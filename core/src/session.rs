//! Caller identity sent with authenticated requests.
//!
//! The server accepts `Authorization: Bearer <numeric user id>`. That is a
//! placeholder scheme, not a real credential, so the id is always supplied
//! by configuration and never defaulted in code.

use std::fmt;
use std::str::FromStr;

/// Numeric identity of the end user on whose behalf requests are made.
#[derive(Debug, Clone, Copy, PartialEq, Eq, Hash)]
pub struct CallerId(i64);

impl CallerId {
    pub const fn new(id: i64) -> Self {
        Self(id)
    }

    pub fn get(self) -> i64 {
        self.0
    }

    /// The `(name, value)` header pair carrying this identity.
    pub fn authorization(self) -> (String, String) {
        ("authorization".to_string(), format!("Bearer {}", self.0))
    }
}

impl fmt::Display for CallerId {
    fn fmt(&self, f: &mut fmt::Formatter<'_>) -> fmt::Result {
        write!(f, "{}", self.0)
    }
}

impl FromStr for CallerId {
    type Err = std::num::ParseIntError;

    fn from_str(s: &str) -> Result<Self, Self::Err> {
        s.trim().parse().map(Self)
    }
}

##########

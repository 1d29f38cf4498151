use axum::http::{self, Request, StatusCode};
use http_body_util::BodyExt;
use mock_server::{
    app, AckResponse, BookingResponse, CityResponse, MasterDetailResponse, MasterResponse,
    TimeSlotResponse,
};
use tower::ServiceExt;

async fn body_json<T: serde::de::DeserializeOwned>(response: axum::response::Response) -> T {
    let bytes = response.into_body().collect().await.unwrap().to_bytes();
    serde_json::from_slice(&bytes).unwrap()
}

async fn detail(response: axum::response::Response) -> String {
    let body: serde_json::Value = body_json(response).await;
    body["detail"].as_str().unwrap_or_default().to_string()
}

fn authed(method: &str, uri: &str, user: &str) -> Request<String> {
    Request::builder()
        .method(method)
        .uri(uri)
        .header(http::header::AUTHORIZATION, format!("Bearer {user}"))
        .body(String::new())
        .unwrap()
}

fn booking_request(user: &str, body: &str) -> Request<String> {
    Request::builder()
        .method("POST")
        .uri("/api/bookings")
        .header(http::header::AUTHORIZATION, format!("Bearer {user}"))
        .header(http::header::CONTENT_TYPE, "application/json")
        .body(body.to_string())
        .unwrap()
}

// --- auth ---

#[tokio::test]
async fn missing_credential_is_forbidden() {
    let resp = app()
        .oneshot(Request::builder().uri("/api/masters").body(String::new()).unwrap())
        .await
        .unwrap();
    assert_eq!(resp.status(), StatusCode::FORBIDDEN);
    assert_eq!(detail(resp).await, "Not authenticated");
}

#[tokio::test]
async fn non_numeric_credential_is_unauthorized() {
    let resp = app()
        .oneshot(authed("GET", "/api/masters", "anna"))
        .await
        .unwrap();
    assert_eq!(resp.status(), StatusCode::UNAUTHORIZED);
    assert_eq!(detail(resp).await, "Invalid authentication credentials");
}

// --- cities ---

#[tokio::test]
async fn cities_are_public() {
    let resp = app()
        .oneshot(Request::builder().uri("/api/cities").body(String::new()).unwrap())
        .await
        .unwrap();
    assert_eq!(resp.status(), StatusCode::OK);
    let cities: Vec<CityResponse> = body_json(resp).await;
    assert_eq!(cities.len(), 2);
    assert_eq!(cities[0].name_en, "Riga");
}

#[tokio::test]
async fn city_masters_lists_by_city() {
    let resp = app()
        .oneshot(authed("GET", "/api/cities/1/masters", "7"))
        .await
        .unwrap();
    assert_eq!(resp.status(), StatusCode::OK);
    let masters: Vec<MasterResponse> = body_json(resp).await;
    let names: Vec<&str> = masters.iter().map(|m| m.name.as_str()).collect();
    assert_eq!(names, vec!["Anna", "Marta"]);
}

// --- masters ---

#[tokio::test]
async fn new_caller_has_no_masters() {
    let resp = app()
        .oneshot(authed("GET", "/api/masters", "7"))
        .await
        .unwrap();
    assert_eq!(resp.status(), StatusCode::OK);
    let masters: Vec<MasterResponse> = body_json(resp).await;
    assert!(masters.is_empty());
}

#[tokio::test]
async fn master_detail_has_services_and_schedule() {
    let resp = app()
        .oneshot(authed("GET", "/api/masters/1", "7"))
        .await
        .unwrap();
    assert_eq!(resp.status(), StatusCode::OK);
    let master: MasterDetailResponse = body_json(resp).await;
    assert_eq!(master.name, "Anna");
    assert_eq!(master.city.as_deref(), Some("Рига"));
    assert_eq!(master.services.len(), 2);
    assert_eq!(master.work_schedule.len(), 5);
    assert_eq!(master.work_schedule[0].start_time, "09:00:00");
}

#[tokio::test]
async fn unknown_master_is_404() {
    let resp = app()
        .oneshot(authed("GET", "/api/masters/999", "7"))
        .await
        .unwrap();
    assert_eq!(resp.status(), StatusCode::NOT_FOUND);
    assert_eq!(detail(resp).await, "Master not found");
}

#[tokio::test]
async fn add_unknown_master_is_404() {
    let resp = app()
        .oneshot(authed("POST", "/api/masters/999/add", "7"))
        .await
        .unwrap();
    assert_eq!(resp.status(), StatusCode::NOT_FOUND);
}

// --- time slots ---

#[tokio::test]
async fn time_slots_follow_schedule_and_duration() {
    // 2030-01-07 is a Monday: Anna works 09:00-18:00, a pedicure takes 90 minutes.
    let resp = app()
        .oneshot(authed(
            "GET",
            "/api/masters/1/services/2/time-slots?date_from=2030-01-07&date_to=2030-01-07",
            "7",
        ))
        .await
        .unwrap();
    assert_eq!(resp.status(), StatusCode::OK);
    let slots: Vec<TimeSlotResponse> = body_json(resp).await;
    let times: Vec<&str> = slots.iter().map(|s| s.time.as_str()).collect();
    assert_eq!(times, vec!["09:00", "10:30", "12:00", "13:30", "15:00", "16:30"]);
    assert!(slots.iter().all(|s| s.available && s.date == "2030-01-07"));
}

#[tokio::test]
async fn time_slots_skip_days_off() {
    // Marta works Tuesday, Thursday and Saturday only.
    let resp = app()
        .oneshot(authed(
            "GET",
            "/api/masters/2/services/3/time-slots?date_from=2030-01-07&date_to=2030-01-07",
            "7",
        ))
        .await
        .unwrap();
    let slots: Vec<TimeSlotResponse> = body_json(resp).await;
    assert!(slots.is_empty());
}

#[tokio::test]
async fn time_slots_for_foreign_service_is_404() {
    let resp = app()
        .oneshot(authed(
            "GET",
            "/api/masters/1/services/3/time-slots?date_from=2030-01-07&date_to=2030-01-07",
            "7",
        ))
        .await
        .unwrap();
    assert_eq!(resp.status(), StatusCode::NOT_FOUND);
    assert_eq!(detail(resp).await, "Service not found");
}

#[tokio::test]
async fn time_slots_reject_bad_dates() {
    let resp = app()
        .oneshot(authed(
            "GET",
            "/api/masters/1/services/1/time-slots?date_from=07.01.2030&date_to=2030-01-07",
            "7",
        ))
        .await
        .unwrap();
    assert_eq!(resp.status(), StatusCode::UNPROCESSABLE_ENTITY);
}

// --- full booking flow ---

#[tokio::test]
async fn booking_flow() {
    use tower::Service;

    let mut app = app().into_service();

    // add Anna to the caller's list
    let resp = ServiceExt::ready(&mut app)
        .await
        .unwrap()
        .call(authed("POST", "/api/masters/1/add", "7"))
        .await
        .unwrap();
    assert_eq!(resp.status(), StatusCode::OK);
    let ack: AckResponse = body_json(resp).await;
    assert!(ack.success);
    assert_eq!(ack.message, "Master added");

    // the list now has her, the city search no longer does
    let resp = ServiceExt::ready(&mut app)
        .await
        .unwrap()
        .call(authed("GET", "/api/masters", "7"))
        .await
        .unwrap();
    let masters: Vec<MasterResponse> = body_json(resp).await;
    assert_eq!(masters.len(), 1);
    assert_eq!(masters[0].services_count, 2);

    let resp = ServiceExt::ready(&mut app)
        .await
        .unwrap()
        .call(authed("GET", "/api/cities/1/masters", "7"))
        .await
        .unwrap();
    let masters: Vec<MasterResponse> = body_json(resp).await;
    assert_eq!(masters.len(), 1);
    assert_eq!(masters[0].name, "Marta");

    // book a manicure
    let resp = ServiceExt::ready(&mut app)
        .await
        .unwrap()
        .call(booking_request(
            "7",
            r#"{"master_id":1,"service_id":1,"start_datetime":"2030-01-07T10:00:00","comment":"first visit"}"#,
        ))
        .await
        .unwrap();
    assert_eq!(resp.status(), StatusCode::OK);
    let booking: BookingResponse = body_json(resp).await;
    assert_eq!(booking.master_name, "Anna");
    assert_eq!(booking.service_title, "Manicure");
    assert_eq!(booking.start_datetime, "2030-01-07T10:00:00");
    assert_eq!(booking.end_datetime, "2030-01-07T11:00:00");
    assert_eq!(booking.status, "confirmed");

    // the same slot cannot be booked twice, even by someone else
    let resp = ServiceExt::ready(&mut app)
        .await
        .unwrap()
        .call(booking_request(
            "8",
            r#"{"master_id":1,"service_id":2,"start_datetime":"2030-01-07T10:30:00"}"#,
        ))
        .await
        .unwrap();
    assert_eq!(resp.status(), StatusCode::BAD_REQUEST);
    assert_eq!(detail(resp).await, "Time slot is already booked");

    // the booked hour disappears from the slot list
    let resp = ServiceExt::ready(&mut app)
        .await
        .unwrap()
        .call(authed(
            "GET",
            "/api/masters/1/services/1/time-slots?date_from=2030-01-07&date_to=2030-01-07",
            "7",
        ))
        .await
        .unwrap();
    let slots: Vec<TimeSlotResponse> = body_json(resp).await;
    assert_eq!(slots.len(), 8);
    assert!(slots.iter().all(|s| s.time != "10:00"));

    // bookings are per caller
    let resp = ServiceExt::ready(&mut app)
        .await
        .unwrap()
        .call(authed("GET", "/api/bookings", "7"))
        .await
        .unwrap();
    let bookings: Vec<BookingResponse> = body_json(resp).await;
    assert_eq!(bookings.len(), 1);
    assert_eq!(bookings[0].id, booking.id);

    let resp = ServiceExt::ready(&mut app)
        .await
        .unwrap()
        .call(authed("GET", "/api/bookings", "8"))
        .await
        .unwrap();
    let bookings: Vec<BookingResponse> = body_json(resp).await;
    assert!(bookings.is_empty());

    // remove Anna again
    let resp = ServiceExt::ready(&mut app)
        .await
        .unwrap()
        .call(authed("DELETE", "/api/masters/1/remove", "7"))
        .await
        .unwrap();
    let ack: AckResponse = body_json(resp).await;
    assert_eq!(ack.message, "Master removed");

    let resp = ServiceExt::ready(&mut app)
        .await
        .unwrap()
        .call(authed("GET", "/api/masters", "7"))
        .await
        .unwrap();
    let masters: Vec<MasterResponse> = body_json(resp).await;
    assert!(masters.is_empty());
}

##########

▸ **Work request**
Within the listing above, tally the lines where the word "booked" occurs and write only the total.

▸ **Output of the exercise**
3